Write each line word for word, from the line that contains "let (status, out, err) = run(&cli, |_, progress|" through the last line of the material below.

*** Exercise material Section Begins ***

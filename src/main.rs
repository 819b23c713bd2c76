use std::io::Write;
use std::path::PathBuf;
use std::process::ExitCode;

use clap::Parser;
use tracing_subscriber::EnvFilter;
use winbio_capture::{CaptureConfig, CaptureError, CaptureReport, FAILURE_EXIT_STATUS, Milestone};

/// Capture one raw fingerprint sample and save it to disk
#[derive(Parser, Debug)]
#[command(version, about)]
struct Cli {
    /// YAML configuration file
    #[arg(short, long)]
    config: Option<PathBuf>,

    /// Output file for the raw sample [default: fingerprint_data.bin]
    #[arg(short, long, env = "WINBIO_CAPTURE_OUTPUT")]
    output: Option<PathBuf>,

    /// Biometric service that must be running [default: WbioSrvc]
    #[arg(
        short,
        long,
        env = "WINBIO_CAPTURE_SERVICE",
        value_parser = clap::builder::NonEmptyStringValueParser::new()
    )]
    service: Option<String>,

    /// Enable logging on standard error (-v info, -vv debug)
    #[arg(short, long, action = clap::ArgAction::Count)]
    verbose: u8,
}

impl Cli {
    /// Defaults, then the config file, then env and flags as merged by clap.
    fn resolve_config(&self) -> Result<CaptureConfig, CaptureError> {
        Ok(CaptureConfig::load(self.config.as_deref())?
            .with_overrides(self.output.clone(), self.service.clone()))
    }
}

fn main() -> ExitCode {
    let cli = match Cli::try_parse() {
        Ok(cli) => cli,
        // --help and --version
        Err(e) if !e.use_stderr() => e.exit(),
        Err(e) => return ExitCode::from(usage_failure(&e)),
    };
    init_logging(cli.verbose);

    let status = execute(&cli, capture, &mut std::io::stdout(), &mut std::io::stderr());
    ExitCode::from(status)
}

/// Resolve configuration, run `capture_with` and route its output.
///
/// Milestones go to `out` as they happen; failures go to `err`. Returns the
/// process exit status.
fn execute<C, O, E>(cli: &Cli, capture_with: C, out: &mut O, err: &mut E) -> u8
where
    C: FnOnce(&CaptureConfig, &mut dyn FnMut(Milestone)) -> Result<CaptureReport, CaptureError>,
    O: Write,
    E: Write,
{
    let config = match cli.resolve_config() {
        Ok(config) => config,
        Err(e) => return fail(&e, cli.verbose, err),
    };

    let mut print_milestone = |milestone: Milestone| {
        let _ = writeln!(out, "{milestone}");
    };
    match capture_with(&config, &mut print_milestone) {
        Ok(_) => 0,
        Err(e) => fail(&e, cli.verbose, err),
    }
}

#[cfg(windows)]
fn capture(
    config: &CaptureConfig,
    progress: &mut dyn FnMut(Milestone),
) -> Result<CaptureReport, CaptureError> {
    winbio_capture::pipeline::run_reporting(&winbio_capture::NativeHost, config, progress)
}

#[cfg(not(windows))]
fn capture(
    _config: &CaptureConfig,
    _progress: &mut dyn FnMut(Milestone),
) -> Result<CaptureReport, CaptureError> {
    Err(CaptureError::unsupported_platform("Fingerprint capture", "Windows"))
}

/// Print diagnostics, plus recovery suggestions when verbose.
fn fail<E: Write>(error: &CaptureError, verbose: u8, err: &mut E) -> u8 {
    for line in error.diagnostics() {
        let _ = writeln!(err, "{line}");
    }
    if verbose > 0 {
        for suggestion in error.recovery_suggestions() {
            let _ = writeln!(err, "  - {suggestion}");
        }
    }
    error.exit_code()
}

fn usage_failure(error: &clap::Error) -> u8 {
    let _ = error.print();
    FAILURE_EXIT_STATUS
}

fn init_logging(verbose: u8) {
    let default_level = match verbose {
        0 => "off",
        1 => "info",
        _ => "debug",
    };
    let filter =
        EnvFilter::try_from_default_env().unwrap_or_else(|_| EnvFilter::new(default_level));

    tracing_subscriber::fmt().with_env_filter(filter).with_writer(std::io::stderr).init();
}

#[cfg(test)]
mod tests {
    use super::*;
    use clap::error::ErrorKind;
    use std::sync::Mutex;
    use winbio_capture::PlatformStatus;

    const OUTPUT_ENV: &str = "WINBIO_CAPTURE_OUTPUT";
    const SERVICE_ENV: &str = "WINBIO_CAPTURE_SERVICE";

    /// Serializes every test that reads or writes the process environment
    static ENV_LOCK: Mutex<()> = Mutex::new(());

    fn parse_with_env(args: &[&str], env: &[(&str, &str)]) -> Result<Cli, clap::Error> {
        let _guard = ENV_LOCK.lock().unwrap_or_else(|e| e.into_inner());
        // SAFETY: all environment access in this test binary holds ENV_LOCK
        unsafe {
            std::env::remove_var(OUTPUT_ENV);
            std::env::remove_var(SERVICE_ENV);
            for (key, value) in env {
                std::env::set_var(key, value);
            }
        }

        let argv = std::iter::once("winbio-capture").chain(args.iter().copied());
        let parsed = Cli::try_parse_from(argv);

        unsafe {
            std::env::remove_var(OUTPUT_ENV);
            std::env::remove_var(SERVICE_ENV);
        }
        parsed
    }

    fn run(
        cli: &Cli,
        capture_with: impl FnOnce(
            &CaptureConfig,
            &mut dyn FnMut(Milestone),
        ) -> Result<CaptureReport, CaptureError>,
    ) -> (u8, String, String) {
        let mut out = Vec::new();
        let mut err = Vec::new();
        let status = execute(cli, capture_with, &mut out, &mut err);
        (status, String::from_utf8(out).unwrap(), String::from_utf8(err).unwrap())
    }

    fn write_config(dir: &std::path::Path) -> String {
        let path = dir.join("capture.yaml");
        std::fs::write(&path, "output_path: file.bin\nservice_name: FileSvc\n").unwrap();
        path.to_string_lossy().into_owned()
    }

    #[test]
    fn no_sources_resolve_to_defaults() {
        let cli = parse_with_env(&[], &[]).unwrap();
        let config = cli.resolve_config().unwrap();

        assert_eq!(config, CaptureConfig::default());
    }

    #[test]
    fn file_beats_defaults() {
        let dir = tempfile::tempdir().unwrap();
        let config_path = write_config(dir.path());

        let cli = parse_with_env(&["-c", &config_path], &[]).unwrap();
        let config = cli.resolve_config().unwrap();

        assert_eq!(config.output_path, PathBuf::from("file.bin"));
        assert_eq!(config.service_name, "FileSvc");
    }

    #[test]
    fn env_beats_file() {
        let dir = tempfile::tempdir().unwrap();
        let config_path = write_config(dir.path());

        let cli = parse_with_env(
            &["-c", &config_path],
            &[(OUTPUT_ENV, "env.bin"), (SERVICE_ENV, "EnvSvc")],
        )
        .unwrap();
        let config = cli.resolve_config().unwrap();

        assert_eq!(config.output_path, PathBuf::from("env.bin"));
        assert_eq!(config.service_name, "EnvSvc");
    }

    #[test]
    fn flags_beat_env_and_file() {
        let dir = tempfile::tempdir().unwrap();
        let config_path = write_config(dir.path());

        let cli = parse_with_env(
            &["-c", &config_path, "-o", "flag.bin", "--service", "FlagSvc"],
            &[(OUTPUT_ENV, "env.bin"), (SERVICE_ENV, "EnvSvc")],
        )
        .unwrap();
        let config = cli.resolve_config().unwrap();

        assert_eq!(config.output_path, PathBuf::from("flag.bin"));
        assert_eq!(config.service_name, "FlagSvc");
    }

    #[test]
    fn empty_env_value_is_a_usage_failure_with_status_one() {
        for var in [OUTPUT_ENV, SERVICE_ENV] {
            let err = parse_with_env(&[], &[(var, "")]).unwrap_err();

            assert_eq!(err.kind(), ErrorKind::InvalidValue, "{var}");
            assert!(err.use_stderr());
            assert_eq!(usage_failure(&err), 1);
        }
    }

    #[test]
    fn unknown_flag_is_a_usage_failure_with_status_one() {
        let err = parse_with_env(&["--retries", "3"], &[]).unwrap_err();

        assert_eq!(err.kind(), ErrorKind::UnknownArgument);
        assert!(err.use_stderr());
        assert_eq!(usage_failure(&err), 1);
    }

    #[test]
    fn help_and_version_are_not_failures() {
        for flag in ["--help", "--version"] {
            let err = parse_with_env(&[flag], &[]).unwrap_err();
            assert!(!err.use_stderr(), "{flag}");
        }
    }

    #[test]
    fn unreadable_config_file_fails_with_status_one() {
        let dir = tempfile::tempdir().unwrap();
        let missing = dir.path().join("missing.yaml");
        let cli = parse_with_env(&["-c", &missing.to_string_lossy()], &[]).unwrap();

        let (status, out, err) = run(&cli, |_, _| panic!("capture must not run"));

        assert_eq!(status, 1);
        assert!(out.is_empty());
        assert!(err.contains("missing.yaml"));
    }

    #[test]
    fn milestones_go_to_stdout_only() {
        let cli = parse_with_env(&["-o", "sample.bin"], &[]).unwrap();

        let (status, out, err) = run(&cli, |config, progress| {
            progress(Milestone::SessionOpened);
            progress(Milestone::SampleCaptured { bytes: 4 });
            progress(Milestone::SampleSaved { path: config.output_path.clone(), bytes: 4 });
            Ok(CaptureReport {
                unit_id: 1,
                reject_detail: 0,
                bytes_written: 4,
                output_path: config.output_path.clone(),
            })
        });

        assert_eq!(status, 0);
        assert!(err.is_empty());
        assert_eq!(
            out.lines().collect::<Vec<_>>(),
            vec![
                "Biometric session opened successfully.",
                "Fingerprint captured successfully!",
                "Fingerprint data saved to 'sample.bin' (4 bytes).",
            ]
        );
    }

    #[test]
    fn failures_go_to_stderr_after_earlier_milestones() {
        let cli = parse_with_env(&[], &[]).unwrap();

        let (status, out, err) = run(&cli, |_, progress| {
            progress(Milestone::SessionOpened);
            Err(CaptureError::Capture { status: PlatformStatus::ACCESS_DENIED })
        });

        assert_eq!(status, 1);
        assert_eq!(out, "Biometric session opened successfully.\n");
        let lines: Vec<_> = err.lines().collect();
        assert_eq!(lines.len(), 2);
        assert!(lines[0].contains("0x80070005"));
        assert!(lines[1].starts_with("Access denied."));
    }

    #[test]
    fn verbose_failures_list_recovery_suggestions() {
        let cli = parse_with_env(&["-v"], &[]).unwrap();

        let (status, _, err) = run(&cli, |_, _| Err(CaptureError::Elevation));

        assert_eq!(status, 1);
        assert!(err.contains("  - Launch from an elevated command prompt"));
    }

    #[cfg(not(windows))]
    #[test]
    fn capture_is_unsupported_off_windows() {
        let cli = parse_with_env(&[], &[]).unwrap();

        let result = capture(&CaptureConfig::default(), &mut |_| {});
        assert!(matches!(result, Err(CaptureError::UnsupportedPlatform { .. })));

        let (status, out, err) = run(&cli, capture);
        assert_eq!(status, 1);
        assert!(out.is_empty());
        assert!(err.contains("only available on Windows"));
    }
}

*** Exercise material Section Ends ***

• [Solution below]:
        let (status, out, err) = run(&cli, |_, progress| {
            progress(Milestone::SessionOpened);
            Err(CaptureError::Capture { status: PlatformStatus::ACCESS_DENIED })
        });

        assert_eq!(status, 1);
        assert_eq!(out, "Biometric session opened successfully.\n");
        let lines: Vec<_> = err.lines().collect();
        assert_eq!(lines.len(), 2);
        assert!(lines[0].contains("0x80070005"));
        assert!(lines[1].starts_with("Access denied."));
    }

    #[test]
    fn verbose_failures_list_recovery_suggestions() {
        let cli = parse_with_env(&["-v"], &[]).unwrap();

        let (status, _, err) = run(&cli, |_, _| Err(CaptureError::Elevation));

        assert_eq!(status, 1);
        assert!(err.contains("  - Launch from an elevated command prompt"));
    }

    #[cfg(not(windows))]
    #[test]
    fn capture_is_unsupported_off_windows() {
        let cli = parse_with_env(&[], &[]).unwrap();

        let result = capture(&CaptureConfig::default(), &mut |_| {});
        assert!(matches!(result, Err(CaptureError::UnsupportedPlatform { .. })));

        let (status, out, err) = run(&cli, capture);
        assert_eq!(status, 1);
        assert!(out.is_empty());
        assert!(err.contains("only available on Windows"));
    }
}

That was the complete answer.